A 2014 study released by the Centers for Disease Control and Prevention reported that about 12.3% of U.S. adults have diabetes, most of whom are Type 2. Type 2 diabetes is recognized as elevated levels of blood glucose due to reduced insulin sensitivity resulting from a poor diet with excess carbohydrates and a lack of exercise. Type 2 diabetes can cause nerve damage, blindness, heart attack and stroke, among many other issues.

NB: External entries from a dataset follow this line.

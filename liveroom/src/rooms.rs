//! Room manager: maps room ids to live rooms.
//!
//! Rooms are created on first use and share one storage driver. A room is
//! only dropped once nobody outside the manager holds it, it has no sessions,
//! and `before_unload` lets it go. A connection still joining holds its
//! `Arc<Room>`, so one room id never maps to two live rooms.

use std::collections::HashMap;
use std::sync::Arc;

use tokio::sync::RwLock;

use crate::clock::{Clock, SystemClock};
use crate::hooks::{DefaultHooks, RoomHooks};
use crate::room::{Room, RoomConfig};
use crate::storage::Driver;

pub struct RoomManager {
    rooms: RwLock<HashMap<String, Arc<Room>>>,
    driver: Arc<dyn Driver>,
    config: RoomConfig,
    hooks: Arc<dyn RoomHooks>,
    clock: Arc<dyn Clock>,
}

impl RoomManager {
    pub fn new(driver: Arc<dyn Driver>, config: RoomConfig) -> Self {
        Self::with_parts(driver, config, Arc::new(DefaultHooks), Arc::new(SystemClock))
    }

    pub fn with_parts(
        driver: Arc<dyn Driver>,
        config: RoomConfig,
        hooks: Arc<dyn RoomHooks>,
        clock: Arc<dyn Clock>,
    ) -> Self {
        Self {
            rooms: RwLock::new(HashMap::new()),
            driver,
            config,
            hooks,
            clock,
        }
    }

    /// Get or create the room. Storage is loaded lazily by the room itself.
    pub async fn get_or_create(&self, room_id: &str) -> Arc<Room> {
        // Fast path: read lock
        {
            let rooms = self.rooms.read().await;
            if let Some(room) = rooms.get(room_id) {
                return room.clone();
            }
        }

        let mut rooms = self.rooms.write().await;
        // Double-check after acquiring write lock
        if let Some(room) = rooms.get(room_id) {
            return room.clone();
        }

        let room = Arc::new(Room::with_parts(
            room_id,
            self.driver.clone(),
            self.config.clone(),
            self.hooks.clone(),
            self.clock.clone(),
        ));
        rooms.insert(room_id.to_string(), room.clone());
        log::debug!("Created room {room_id}");
        room
    }

    pub async fn get(&self, room_id: &str) -> Option<Arc<Room>> {
        self.rooms.read().await.get(room_id).cloned()
    }

    /// Unload and forget a room that only the manager still references.
    /// Returns false if the room is in use, unknown, or refused to unload.
    pub async fn remove_if_empty(&self, room_id: &str) -> bool {
        let mut rooms = self.rooms.write().await;
        let Some(room) = rooms.get(room_id) else {
            return false;
        };
        // New handles are only given out under this lock
        if Arc::strong_count(room) > 1 {
            log::debug!("Room {room_id} still in use, keeping it");
            return false;
        }
        if room.session_count().await > 0 || room.pending() > 0 {
            return false;
        }
        if let Err(e) = room.unload().await {
            log::info!("Keeping room {room_id} loaded: {e}");
            return false;
        }
        rooms.remove(room_id);
        true
    }

    pub async fn room_count(&self) -> usize {
        self.rooms.read().await.len()
    }

    pub async fn active_rooms(&self) -> Vec<String> {
        let mut ids: Vec<String> = self.rooms.read().await.keys().cloned().collect();
        ids.sort();
        ids
    }
}

#[cfg(test)]
mod tests {
    use super::*;
    use crate::hooks::HookError;
    use crate::session::{RecordingTransport, TicketOptions};
    use crate::storage::MemoryDriver;

    fn manager() -> RoomManager {
        RoomManager::new(Arc::new(MemoryDriver::new()), RoomConfig::for_testing())
    }

    #[tokio::test]
    async fn test_get_or_create_returns_same_room() {
        let manager = manager();
        let a = manager.get_or_create("doc").await;
        let b = manager.get_or_create("doc").await;
        assert!(Arc::ptr_eq(&a, &b));
        assert_eq!(manager.room_count().await, 1);
    }

    #[tokio::test]
    async fn test_rooms_are_isolated() {
        let manager = manager();
        manager.get_or_create("b").await;
        manager.get_or_create("a").await;
        assert_eq!(manager.active_rooms().await, vec!["a".to_string(), "b".to_string()]);
    }

    #[tokio::test]
    async fn test_remove_if_empty() {
        let manager = manager();
        let room = manager.get_or_create("doc").await;
        room.load().await.unwrap();
        let ticket = room.create_ticket(TicketOptions::default()).unwrap();
        let key = ticket.session_key().to_string();
        room.start_browser_session(ticket, RecordingTransport::new()).await.unwrap();

        assert!(!manager.remove_if_empty("doc").await);
        room.end_browser_session(&key, crate::session::CloseReason::Normal).await;
        let weak = Arc::downgrade(&room);
        drop(room);
        assert!(manager.remove_if_empty("doc").await);
        assert!(weak.upgrade().is_none());
        assert_eq!(manager.room_count().await, 0);
        assert!(!manager.remove_if_empty("doc").await);
    }

    #[tokio::test]
    async fn test_joining_connection_keeps_room_alive() {
        let manager = manager();
        // A connection has the room but no session yet
        let joining = manager.get_or_create("doc").await;
        joining.load().await.unwrap();
        assert!(!manager.remove_if_empty("doc").await);

        let ticket = joining.create_ticket(TicketOptions::default()).unwrap();
        joining.start_browser_session(ticket, RecordingTransport::new()).await.unwrap();
        let again = manager.get_or_create("doc").await;
        assert!(Arc::ptr_eq(&joining, &again));
        assert_eq!(again.session_count().await, 1);
    }

    #[tokio::test]
    async fn test_vetoed_unload_keeps_room() {
        struct Sticky;
        impl RoomHooks for Sticky {
            fn before_unload(&self, _room_id: &str) -> Result<(), HookError> {
                Err(HookError::Vetoed("busy".into()))
            }
        }
        let manager = RoomManager::with_parts(
            Arc::new(MemoryDriver::new()),
            RoomConfig::for_testing(),
            Arc::new(Sticky),
            Arc::new(SystemClock),
        );
        manager.get_or_create("doc").await.load().await.unwrap();
        assert!(!manager.remove_if_empty("doc").await);
        assert!(manager.get("doc").await.unwrap().is_loaded());
        assert_eq!(manager.room_count().await, 1);
    }
}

“With Type 2 diabetes, your body can no longer make or use insulin, the hormone which helps the body regulate glucose levels,” Dr. Sheri Colberg, a professor of human movement sciences at Old Dominion University in Norfolk, Va., specializing in exercise as it relates to diabetes told the WSJ.

“Normally, insulin helps the body use glucose for energy. When this doesn’t happen, glucose ends up being stored in places like the abdomen, liver, pancreas” which puts immense strain on the body.

Based on Colberg’s findings, the most effective preventative actions against diabetes is proper diet and exercise. She claims that both cardio and strength training should be incorporated, but resistance training should be prioritized. This is because aging causes a loss in overall muscle mass, which is important to maintain for proper bodily functions.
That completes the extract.